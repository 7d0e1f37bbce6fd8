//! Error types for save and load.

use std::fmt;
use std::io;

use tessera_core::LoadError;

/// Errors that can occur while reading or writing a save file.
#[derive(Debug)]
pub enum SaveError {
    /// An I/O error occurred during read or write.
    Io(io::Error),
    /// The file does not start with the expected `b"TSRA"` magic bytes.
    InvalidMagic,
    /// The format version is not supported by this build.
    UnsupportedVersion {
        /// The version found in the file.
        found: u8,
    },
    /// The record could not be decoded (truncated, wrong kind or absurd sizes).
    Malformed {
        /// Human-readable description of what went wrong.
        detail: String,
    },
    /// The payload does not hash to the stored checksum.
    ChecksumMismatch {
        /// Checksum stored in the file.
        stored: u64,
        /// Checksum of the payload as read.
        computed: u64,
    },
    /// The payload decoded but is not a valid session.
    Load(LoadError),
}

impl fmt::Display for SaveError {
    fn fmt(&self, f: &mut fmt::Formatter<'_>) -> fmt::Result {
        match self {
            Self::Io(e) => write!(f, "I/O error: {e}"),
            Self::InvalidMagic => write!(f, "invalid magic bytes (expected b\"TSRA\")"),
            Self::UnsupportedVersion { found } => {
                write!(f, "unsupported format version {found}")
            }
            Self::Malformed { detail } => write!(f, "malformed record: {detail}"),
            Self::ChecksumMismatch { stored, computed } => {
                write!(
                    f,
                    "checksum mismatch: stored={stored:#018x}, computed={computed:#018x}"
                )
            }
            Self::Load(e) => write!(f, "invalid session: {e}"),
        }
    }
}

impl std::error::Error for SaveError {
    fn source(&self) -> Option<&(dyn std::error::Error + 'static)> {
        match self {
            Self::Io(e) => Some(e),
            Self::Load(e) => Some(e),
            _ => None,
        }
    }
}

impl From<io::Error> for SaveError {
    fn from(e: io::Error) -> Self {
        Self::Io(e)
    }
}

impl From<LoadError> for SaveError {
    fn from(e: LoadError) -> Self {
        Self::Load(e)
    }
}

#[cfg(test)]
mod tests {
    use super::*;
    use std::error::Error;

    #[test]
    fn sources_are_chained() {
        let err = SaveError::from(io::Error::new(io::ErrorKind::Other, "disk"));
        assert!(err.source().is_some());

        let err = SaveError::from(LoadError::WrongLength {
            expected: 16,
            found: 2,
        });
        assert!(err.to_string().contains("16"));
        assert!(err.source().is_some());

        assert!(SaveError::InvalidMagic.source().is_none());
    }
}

* * *

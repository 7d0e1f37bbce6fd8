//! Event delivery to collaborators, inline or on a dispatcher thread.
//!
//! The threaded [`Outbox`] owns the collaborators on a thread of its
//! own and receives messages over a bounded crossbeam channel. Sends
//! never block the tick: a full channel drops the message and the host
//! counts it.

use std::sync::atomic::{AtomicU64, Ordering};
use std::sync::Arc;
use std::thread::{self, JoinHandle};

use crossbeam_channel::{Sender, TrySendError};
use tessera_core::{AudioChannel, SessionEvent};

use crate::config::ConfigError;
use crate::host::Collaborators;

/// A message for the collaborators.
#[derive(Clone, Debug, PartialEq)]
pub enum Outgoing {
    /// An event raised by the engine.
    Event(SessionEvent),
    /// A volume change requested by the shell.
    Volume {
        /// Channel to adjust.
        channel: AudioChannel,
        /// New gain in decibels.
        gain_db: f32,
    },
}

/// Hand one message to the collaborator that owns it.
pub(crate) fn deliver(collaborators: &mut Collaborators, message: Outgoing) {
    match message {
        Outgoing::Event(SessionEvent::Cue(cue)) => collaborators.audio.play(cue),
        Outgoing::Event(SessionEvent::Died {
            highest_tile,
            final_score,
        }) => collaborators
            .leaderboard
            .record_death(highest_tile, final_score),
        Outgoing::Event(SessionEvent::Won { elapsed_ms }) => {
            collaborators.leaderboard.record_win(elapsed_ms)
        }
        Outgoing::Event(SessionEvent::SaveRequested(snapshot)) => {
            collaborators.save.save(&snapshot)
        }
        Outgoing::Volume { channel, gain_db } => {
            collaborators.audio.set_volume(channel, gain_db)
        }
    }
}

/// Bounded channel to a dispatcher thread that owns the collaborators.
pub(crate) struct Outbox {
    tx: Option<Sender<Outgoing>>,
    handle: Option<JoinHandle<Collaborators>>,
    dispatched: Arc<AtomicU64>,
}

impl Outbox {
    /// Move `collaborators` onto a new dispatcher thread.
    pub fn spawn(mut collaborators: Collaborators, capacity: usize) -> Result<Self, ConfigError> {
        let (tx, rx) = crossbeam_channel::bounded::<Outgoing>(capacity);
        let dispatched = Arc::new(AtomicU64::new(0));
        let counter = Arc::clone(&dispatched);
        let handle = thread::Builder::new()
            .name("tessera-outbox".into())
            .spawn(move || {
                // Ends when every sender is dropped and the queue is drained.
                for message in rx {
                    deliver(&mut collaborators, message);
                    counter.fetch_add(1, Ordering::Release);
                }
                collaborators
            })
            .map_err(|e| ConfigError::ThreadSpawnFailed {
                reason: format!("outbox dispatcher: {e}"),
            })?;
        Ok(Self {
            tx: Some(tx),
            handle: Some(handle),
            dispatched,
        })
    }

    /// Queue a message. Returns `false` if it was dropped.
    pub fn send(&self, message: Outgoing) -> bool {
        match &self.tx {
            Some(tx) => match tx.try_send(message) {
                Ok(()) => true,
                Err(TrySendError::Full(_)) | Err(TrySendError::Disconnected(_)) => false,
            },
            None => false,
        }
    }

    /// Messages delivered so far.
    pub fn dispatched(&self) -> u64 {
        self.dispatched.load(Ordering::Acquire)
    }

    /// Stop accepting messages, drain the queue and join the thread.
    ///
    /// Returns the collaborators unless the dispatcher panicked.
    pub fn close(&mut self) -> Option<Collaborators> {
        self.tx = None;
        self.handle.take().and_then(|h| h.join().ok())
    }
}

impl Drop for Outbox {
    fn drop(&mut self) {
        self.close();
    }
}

---

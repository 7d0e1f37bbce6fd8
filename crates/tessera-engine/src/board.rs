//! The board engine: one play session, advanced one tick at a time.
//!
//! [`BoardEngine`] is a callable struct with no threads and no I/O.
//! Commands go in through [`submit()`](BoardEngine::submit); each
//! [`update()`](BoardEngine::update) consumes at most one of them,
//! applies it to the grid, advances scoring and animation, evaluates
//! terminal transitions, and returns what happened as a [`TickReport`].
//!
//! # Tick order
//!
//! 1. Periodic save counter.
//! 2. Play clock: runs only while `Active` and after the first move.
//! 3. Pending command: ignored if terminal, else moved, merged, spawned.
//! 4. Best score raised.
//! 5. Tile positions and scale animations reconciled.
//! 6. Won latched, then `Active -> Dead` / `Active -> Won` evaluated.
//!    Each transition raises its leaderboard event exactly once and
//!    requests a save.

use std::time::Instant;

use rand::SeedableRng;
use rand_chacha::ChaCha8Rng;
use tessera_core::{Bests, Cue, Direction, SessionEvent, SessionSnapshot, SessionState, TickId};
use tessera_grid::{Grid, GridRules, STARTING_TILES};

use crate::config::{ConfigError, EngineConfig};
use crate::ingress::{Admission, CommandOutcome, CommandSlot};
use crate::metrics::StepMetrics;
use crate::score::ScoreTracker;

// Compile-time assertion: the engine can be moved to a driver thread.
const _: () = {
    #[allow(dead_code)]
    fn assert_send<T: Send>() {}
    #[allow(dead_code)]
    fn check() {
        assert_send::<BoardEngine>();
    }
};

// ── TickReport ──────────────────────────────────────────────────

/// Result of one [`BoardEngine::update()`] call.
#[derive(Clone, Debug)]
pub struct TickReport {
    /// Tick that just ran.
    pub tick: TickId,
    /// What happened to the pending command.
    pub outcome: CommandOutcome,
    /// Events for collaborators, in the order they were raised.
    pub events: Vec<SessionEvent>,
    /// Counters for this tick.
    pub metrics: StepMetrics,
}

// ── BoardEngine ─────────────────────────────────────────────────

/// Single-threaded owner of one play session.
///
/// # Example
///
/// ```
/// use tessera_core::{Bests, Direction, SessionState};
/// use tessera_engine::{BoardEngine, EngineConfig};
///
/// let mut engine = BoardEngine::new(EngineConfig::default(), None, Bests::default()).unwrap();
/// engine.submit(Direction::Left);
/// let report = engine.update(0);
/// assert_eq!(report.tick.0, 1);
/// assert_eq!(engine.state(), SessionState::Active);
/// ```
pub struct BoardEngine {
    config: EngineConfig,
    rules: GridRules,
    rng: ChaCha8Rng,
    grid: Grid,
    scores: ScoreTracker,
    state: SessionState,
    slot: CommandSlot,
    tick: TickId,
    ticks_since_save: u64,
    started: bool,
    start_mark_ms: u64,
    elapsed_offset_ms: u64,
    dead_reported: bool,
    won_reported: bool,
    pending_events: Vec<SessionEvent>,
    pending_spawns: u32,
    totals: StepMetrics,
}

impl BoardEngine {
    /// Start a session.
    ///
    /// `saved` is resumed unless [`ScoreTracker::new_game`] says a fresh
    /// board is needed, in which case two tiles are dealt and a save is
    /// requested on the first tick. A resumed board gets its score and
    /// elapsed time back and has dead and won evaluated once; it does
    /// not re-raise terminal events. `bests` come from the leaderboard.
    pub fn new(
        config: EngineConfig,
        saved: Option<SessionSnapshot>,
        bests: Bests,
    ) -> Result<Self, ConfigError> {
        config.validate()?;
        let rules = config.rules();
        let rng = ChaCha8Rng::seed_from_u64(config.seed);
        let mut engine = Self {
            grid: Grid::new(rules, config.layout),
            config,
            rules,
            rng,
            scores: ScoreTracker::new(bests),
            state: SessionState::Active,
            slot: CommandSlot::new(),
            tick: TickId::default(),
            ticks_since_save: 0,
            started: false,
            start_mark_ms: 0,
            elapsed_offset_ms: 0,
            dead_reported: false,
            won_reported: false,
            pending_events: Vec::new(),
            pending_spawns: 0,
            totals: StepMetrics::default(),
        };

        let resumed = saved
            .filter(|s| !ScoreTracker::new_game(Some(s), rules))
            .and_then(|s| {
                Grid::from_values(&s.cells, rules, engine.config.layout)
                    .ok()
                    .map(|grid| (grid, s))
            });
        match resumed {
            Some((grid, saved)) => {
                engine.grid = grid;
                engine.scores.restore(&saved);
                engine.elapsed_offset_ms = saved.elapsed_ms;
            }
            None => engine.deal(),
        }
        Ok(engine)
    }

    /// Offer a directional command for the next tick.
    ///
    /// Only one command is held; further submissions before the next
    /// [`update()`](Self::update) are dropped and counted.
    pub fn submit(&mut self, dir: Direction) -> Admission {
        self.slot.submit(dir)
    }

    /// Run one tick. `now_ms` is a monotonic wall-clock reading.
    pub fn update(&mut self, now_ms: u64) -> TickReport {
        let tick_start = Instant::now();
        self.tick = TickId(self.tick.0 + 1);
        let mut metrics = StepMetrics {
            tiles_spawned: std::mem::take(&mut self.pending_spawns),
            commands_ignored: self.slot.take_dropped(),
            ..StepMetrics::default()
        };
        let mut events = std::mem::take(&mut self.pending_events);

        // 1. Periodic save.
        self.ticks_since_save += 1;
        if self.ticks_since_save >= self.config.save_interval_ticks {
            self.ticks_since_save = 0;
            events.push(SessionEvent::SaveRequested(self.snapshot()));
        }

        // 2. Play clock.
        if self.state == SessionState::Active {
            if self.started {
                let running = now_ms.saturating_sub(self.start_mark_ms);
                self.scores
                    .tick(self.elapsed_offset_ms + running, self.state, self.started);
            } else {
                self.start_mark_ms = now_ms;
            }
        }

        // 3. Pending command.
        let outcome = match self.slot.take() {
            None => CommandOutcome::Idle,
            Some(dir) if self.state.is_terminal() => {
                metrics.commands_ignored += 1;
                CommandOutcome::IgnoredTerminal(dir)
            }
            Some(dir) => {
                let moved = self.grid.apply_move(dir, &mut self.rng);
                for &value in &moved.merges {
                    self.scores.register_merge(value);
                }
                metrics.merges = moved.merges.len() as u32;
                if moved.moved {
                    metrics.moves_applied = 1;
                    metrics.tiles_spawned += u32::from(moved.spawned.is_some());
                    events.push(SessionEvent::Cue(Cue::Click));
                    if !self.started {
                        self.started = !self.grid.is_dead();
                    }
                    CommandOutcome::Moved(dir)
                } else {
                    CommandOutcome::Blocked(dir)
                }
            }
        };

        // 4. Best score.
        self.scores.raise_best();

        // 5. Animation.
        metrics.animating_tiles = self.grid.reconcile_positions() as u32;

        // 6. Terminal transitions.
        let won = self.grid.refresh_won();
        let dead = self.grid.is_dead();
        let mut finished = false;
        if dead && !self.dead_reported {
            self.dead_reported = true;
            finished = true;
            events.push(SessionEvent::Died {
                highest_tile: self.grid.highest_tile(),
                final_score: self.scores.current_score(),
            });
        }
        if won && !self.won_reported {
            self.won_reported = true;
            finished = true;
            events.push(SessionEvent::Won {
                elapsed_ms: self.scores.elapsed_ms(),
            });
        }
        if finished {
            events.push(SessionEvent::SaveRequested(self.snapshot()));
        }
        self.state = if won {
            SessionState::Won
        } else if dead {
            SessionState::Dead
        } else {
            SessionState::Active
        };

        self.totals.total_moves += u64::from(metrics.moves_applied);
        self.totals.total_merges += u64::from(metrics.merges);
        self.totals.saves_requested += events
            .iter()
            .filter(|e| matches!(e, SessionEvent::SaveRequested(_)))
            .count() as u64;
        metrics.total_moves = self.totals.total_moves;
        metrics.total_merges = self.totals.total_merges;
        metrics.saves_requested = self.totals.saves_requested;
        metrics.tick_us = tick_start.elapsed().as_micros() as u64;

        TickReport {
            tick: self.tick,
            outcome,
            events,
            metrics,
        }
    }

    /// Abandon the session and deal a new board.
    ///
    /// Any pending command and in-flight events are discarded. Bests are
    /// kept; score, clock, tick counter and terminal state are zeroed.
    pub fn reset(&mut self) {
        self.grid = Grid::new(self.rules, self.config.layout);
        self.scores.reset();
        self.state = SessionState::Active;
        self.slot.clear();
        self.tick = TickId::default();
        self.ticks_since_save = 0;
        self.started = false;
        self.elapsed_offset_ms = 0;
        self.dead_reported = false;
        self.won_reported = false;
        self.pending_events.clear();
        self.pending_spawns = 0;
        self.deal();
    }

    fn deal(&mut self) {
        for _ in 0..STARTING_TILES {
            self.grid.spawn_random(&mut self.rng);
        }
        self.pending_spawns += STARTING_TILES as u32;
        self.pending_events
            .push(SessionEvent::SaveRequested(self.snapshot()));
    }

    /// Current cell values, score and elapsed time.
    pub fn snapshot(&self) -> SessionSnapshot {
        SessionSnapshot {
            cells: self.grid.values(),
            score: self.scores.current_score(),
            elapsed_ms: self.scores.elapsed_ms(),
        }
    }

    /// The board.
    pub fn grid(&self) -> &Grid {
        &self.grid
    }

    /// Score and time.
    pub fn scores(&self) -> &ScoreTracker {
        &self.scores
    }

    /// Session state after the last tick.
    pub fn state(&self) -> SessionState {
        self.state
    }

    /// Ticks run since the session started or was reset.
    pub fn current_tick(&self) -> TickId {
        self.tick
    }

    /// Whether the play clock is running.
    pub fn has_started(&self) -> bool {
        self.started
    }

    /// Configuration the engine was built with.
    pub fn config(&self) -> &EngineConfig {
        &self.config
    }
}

What is needed
What is needed is a copy of every line above in which "bool" appears.

Solution for this problem
    pub fn send(&self, message: Outgoing) -> bool {
    started: bool,
    dead_reported: bool,
    won_reported: bool,
    pub fn has_started(&self) -> bool {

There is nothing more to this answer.